- The Assessee had set up its first liaison office in Cochin, India in January, 1997 and thereafter, in Chennai, New Delhi, Mumbai and Jalandhar in India. The activities carried on by the Assessee from the said liaison offices were stated to be in conformity with the terms and conditions prescribed by the RBI in its letter dated 24.9.1996. The entire expenses of the liaison offices in India were met exclusively out of funds received from UAE through normal banking channels. Indisputably, it was asserted by the Assessee that its liaison offices undertake no activity of trading, commercial or industrial, as the case may be. The Assessee had no immovable property in India otherwise than by way of lease for operating the liaison offices. No fee/ commission was charged or received in India by any of the liaison offices for services rendered in India. It was claimed that no income accrued or arose or deemed accrued or arose, directly or indirectly, through or from any source in India from liaison offices within the meaning of Section 5 or Section 9 of the Act.
- The Assessee had approached the Authority for Advance Ruling, which in its decision had concluded that liaison office constituted permanent establishment in India and accordingly the profits attributable to it were chargeable to tax. Following the impugned order, the department issued notices pertaining to the same under section 148 of the Act.
Check out other issue in this case: Factors leading to the formation of Fixed Place Permanent Establishment
- The Reserve Bank of India had permitted the taxpayer to carry out limited activities in India. This permission did not allow Assessee to enter into a contract with anyone in India, but only to provide service of delivery of cheques/ drafts drawn on the banks in India. The Liaison Office was not supposed to undertake any other activity of trading, commercial or industrial, nor was it allowed it enter into any business contracts in its own name without the permission of Reserve Bank of India. The activities carried out by the Assessee was that of downloading particulars of remittances through electronic media and then printing cheques/ drafts drawn on the banks in India, in accordance with the instructions of the NRI remitter. While doing so, the liaison office of the Assessee in India remained connected with its main server in UAE and the information residing there was accessed by the liaison office in India for the purpose of remittance of funds to the beneficiaries in India.
- Thus, it was inferred that services of the liaison office were in the nature of the preparatory and auxiliary character and therefore covered by Article 5(3)(e) of the tax treaty. Hence, such activities did not qualify as a permanent establishment in India. The transactions were completed with the remitters in UAE and no charges towards fee/ commission were collected by the liaison office in India in this regard.

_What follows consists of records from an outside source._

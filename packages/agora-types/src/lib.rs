//! Shared data model for the Agora simulation runtime.
//!
//! Every other crate in the workspace depends on this one for the handful
//! of types that cross component boundaries: artifacts, events, loop and
//! restart state, rate-limiter usage records, and the abstract error
//! taxonomy each component maps its own error enum onto.

pub mod artifact;
pub mod error;
pub mod event;
pub mod loop_state;
pub mod registry;
pub mod restart;
pub mod usage;

pub use artifact::{Artifact, ArtifactKind};
pub use error::AgoraError;
pub use event::{Event, EventType};
pub use loop_state::{LoopState, WakeCondition};
pub use registry::{IdCollision, IdKind, IdRegistry};
pub use restart::{DeathType, RestartState};
pub use usage::UsageRecord;

/// Opaque principal identifier. Principals are agents, artifacts acting as
/// principals (`has_standing=true`), or seeded system accounts such as the
/// mint agent.
pub type PrincipalId = String;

- Reliance was placed on the decision of Supreme Court in case of Assistant Director of Income Tax-1, New Delhi vs. E-Funds IT Solution Inc., wherein it was concluded that the documents/evidence filed by the assessee showed that no part of the main business and revenue-earning activity of the companies was carried on through a fixed business place in India which was at their disposal. It was clear from the above that the Indian company only rendered support services which enable the Assessees, in turn, to render services to their clients abroad. This outsourcing of work to India did not give rise to a fixed place Permanent Establishment in India.
- Therefore, in the present facts of the case, the activities of the liaison office did not result in a permanent establishment in India. Accordingly, it was not liable to tax in India.